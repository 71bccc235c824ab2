use std::sync::atomic::{AtomicUsize, Ordering};

use ahash::AHashMap;
use parking_lot::RwLock;
use rand::{seq::SliceRandom, Rng};

use crate::{candidate::{Configuration, IndexId, Snapshot}, error::OracleError};

use super::{ExplainInfo, WhatIfOptimizer, WhatIfResult};

/*
    A stand-in optimizer for tests and demos. Every statement gets a "menu" of access plans, each
    plan needing a set of indexes and having a fixed cost. The cost of a configuration is the
    cheapest plan whose indexes are all present (there is always an index-free fallback plan) and
    the used indexes are exactly that plan's indexes. This has the properties a real optimizer is
    assumed to have: adding indexes never makes a statement more expensive and removing an index
    the chosen plan doesn't use doesn't change anything.
 */

#[derive(Debug, Clone, PartialEq)]
pub struct AccessPlan {
    pub required: Vec<IndexId>,
    pub cost: f64,
}

#[derive(Debug, Clone, PartialEq)]
pub struct PlanMenu {
    base_cost: f64,
    plans: Vec<AccessPlan>,
}

impl PlanMenu {
    pub fn new(base_cost: f64) -> PlanMenu {
        PlanMenu { base_cost, plans: Vec::new() }
    }

    pub fn with_plan(mut self, required: &[IndexId], cost: f64) -> PlanMenu {
        self.plans.push(AccessPlan { required: required.to_vec(), cost });
        self
    }

    // Plans of one to three indexes drawn from the candidates, each cheaper than the fallback.
    pub fn random<R: Rng>(rng: &mut R, candidates: &[IndexId], n_plans: usize) -> PlanMenu {
        let base_cost = rng.gen_range(1_000.0..10_000.0);
        let mut menu = PlanMenu::new(base_cost);
        if candidates.is_empty() {
            return menu;
        }
        for _ in 0..n_plans {
            let width = rng.gen_range(1..=candidates.len().min(3));
            let mut required = candidates.choose_multiple(rng, width).copied().collect::<Vec<_>>();
            required.sort_unstable();
            let cost = base_cost * rng.gen_range(0.05..0.95);
            menu = menu.with_plan(&required, cost);
        }
        menu
    }

    pub fn base_cost(&self) -> f64 {
        self.base_cost
    }

    pub fn evaluate(&self, config: &Configuration) -> WhatIfResult {
        let mut best: Option<&AccessPlan> = None;
        let mut best_cost = self.base_cost;
        for plan in &self.plans {
            // Strictly cheaper only, so ties always go to the earlier plan
            if plan.cost < best_cost && plan.required.iter().all(|&id| config.contains(id)) {
                best = Some(plan);
                best_cost = plan.cost;
            }
        }
        let used = match best {
            Some(plan) => Configuration::from_ids(config.capacity(), plan.required.iter().copied()),
            None => Configuration::empty(config.capacity()),
        };
        WhatIfResult::new(best_cost, used)
    }
}

pub struct SyntheticOptimizer {
    statements: RwLock<AHashMap<String, (ExplainInfo, PlanMenu)>>,
    what_if_calls: AtomicUsize,
    // Calls beyond this number fail, used to inject optimizer errors
    call_limit: AtomicUsize,
}

impl SyntheticOptimizer {
    pub fn new() -> SyntheticOptimizer {
        SyntheticOptimizer {
            statements: RwLock::new(AHashMap::new()),
            what_if_calls: AtomicUsize::new(0),
            call_limit: AtomicUsize::new(usize::MAX),
        }
    }

    pub fn register(&self, sql: &str, explain_info: ExplainInfo, menu: PlanMenu) {
        self.statements.write().insert(sql.to_string(), (explain_info, menu));
    }

    pub fn register_query(&self, sql: &str, menu: PlanMenu) {
        self.register(sql, ExplainInfo::query(), menu);
    }

    pub fn set_call_limit(&self, limit: Option<usize>) {
        self.call_limit.store(limit.unwrap_or(usize::MAX), Ordering::SeqCst);
    }

    pub fn what_if_calls(&self) -> usize {
        self.what_if_calls.load(Ordering::SeqCst)
    }
}

impl Default for SyntheticOptimizer {
    fn default() -> Self {
        SyntheticOptimizer::new()
    }
}

impl WhatIfOptimizer for SyntheticOptimizer {
    fn explain(&self, sql: &str, _snapshot: &Snapshot) -> Result<ExplainInfo, OracleError> {
        self.statements.read().get(sql)
            .map(|(info, _)| info.clone())
            .ok_or_else(|| OracleError::Execution(format!("unknown statement '{}'", sql)))
    }

    fn what_if(&self, sql: &str, config: &Configuration) -> Result<WhatIfResult, OracleError> {
        let calls = self.what_if_calls.fetch_add(1, Ordering::SeqCst) + 1;
        if calls > self.call_limit.load(Ordering::SeqCst) {
            return Err(OracleError::Execution(format!("optimizer unavailable after {} calls", calls - 1)));
        }
        let statements = self.statements.read();
        let (_, menu) = statements.get(sql)
            .ok_or_else(|| OracleError::Execution(format!("unknown statement '{}'", sql)))?;
        Ok(menu.evaluate(config))
    }
}

#[cfg(test)]
mod test {
    use rand::{rngs::StdRng, SeedableRng};

    use super::*;

    #[test]
    fn cheapest_feasible_plan_test() {
        let menu = PlanMenu::new(300.0)
            .with_plan(&[0, 1], 100.0)
            .with_plan(&[0], 150.0);
        let full = menu.evaluate(&Configuration::full(3));
        assert_eq!(full.cost, 100.0);
        assert_eq!(full.used_indexes, Configuration::from_ids(3, [0, 1]));
        let only_a = menu.evaluate(&Configuration::from_ids(3, [0, 2]));
        assert_eq!(only_a.cost, 150.0);
        assert_eq!(only_a.used_indexes, Configuration::from_ids(3, [0]));
        let nothing = menu.evaluate(&Configuration::from_ids(3, [2]));
        assert_eq!(nothing.cost, 300.0);
        assert!(nothing.used_indexes.is_empty());
    }

    #[test]
    fn random_menus_are_monotone_test() {
        let mut rng = StdRng::seed_from_u64(77);
        for _ in 0..20 {
            let menu = PlanMenu::random(&mut rng, &[0, 1, 2, 3, 4], 6);
            for mask in 0u32..32 {
                let config = Configuration::from_ids(5, (0..5).filter(|b| mask & (1 << b) != 0));
                let result = menu.evaluate(&config);
                assert!(result.used_indexes.is_subset_of(&config));
                for extra in 0..5 {
                    assert!(menu.evaluate(&config.with(extra)).cost <= result.cost);
                    if config.contains(extra) && !result.used_indexes.contains(extra) {
                        assert_eq!(menu.evaluate(&config.without(extra)), result);
                    }
                }
            }
        }
    }

    #[test]
    fn call_limit_test() {
        let optimizer = SyntheticOptimizer::new();
        optimizer.register_query("q", PlanMenu::new(10.0));
        optimizer.set_call_limit(Some(1));
        assert!(optimizer.what_if("q", &Configuration::empty(0)).is_ok());
        assert!(matches!(optimizer.what_if("q", &Configuration::empty(0)), Err(OracleError::Execution(_))));
        optimizer.set_call_limit(None);
        assert!(optimizer.what_if("q", &Configuration::empty(0)).is_ok());
        assert_eq!(optimizer.what_if_calls(), 3);
    }
}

Task instructions —
Set down exactly the lines from the start of the records to the line with "pub fn evaluate(&self, config: &Configuration)". Include that line, and add nothing more.

Result below —
repository 71bccc235c824ab2
use std::sync::atomic::{AtomicUsize, Ordering};

use ahash::AHashMap;
use parking_lot::RwLock;
use rand::{seq::SliceRandom, Rng};

use crate::{candidate::{Configuration, IndexId, Snapshot}, error::OracleError};

use super::{ExplainInfo, WhatIfOptimizer, WhatIfResult};

/*
    A stand-in optimizer for tests and demos. Every statement gets a "menu" of access plans, each
    plan needing a set of indexes and having a fixed cost. The cost of a configuration is the
    cheapest plan whose indexes are all present (there is always an index-free fallback plan) and
    the used indexes are exactly that plan's indexes. This has the properties a real optimizer is
    assumed to have: adding indexes never makes a statement more expensive and removing an index
    the chosen plan doesn't use doesn't change anything.
 */

#[derive(Debug, Clone, PartialEq)]
pub struct AccessPlan {
    pub required: Vec<IndexId>,
    pub cost: f64,
}

#[derive(Debug, Clone, PartialEq)]
pub struct PlanMenu {
    base_cost: f64,
    plans: Vec<AccessPlan>,
}

impl PlanMenu {
    pub fn new(base_cost: f64) -> PlanMenu {
        PlanMenu { base_cost, plans: Vec::new() }
    }

    pub fn with_plan(mut self, required: &[IndexId], cost: f64) -> PlanMenu {
        self.plans.push(AccessPlan { required: required.to_vec(), cost });
        self
    }

    // Plans of one to three indexes drawn from the candidates, each cheaper than the fallback.
    pub fn random<R: Rng>(rng: &mut R, candidates: &[IndexId], n_plans: usize) -> PlanMenu {
        let base_cost = rng.gen_range(1_000.0..10_000.0);
        let mut menu = PlanMenu::new(base_cost);
        if candidates.is_empty() {
            return menu;
        }
        for _ in 0..n_plans {
            let width = rng.gen_range(1..=candidates.len().min(3));
            let mut required = candidates.choose_multiple(rng, width).copied().collect::<Vec<_>>();
            required.sort_unstable();
            let cost = base_cost * rng.gen_range(0.05..0.95);
            menu = menu.with_plan(&required, cost);
        }
        menu
    }

    pub fn base_cost(&self) -> f64 {
        self.base_cost
    }

    pub fn evaluate(&self, config: &Configuration) -> WhatIfResult {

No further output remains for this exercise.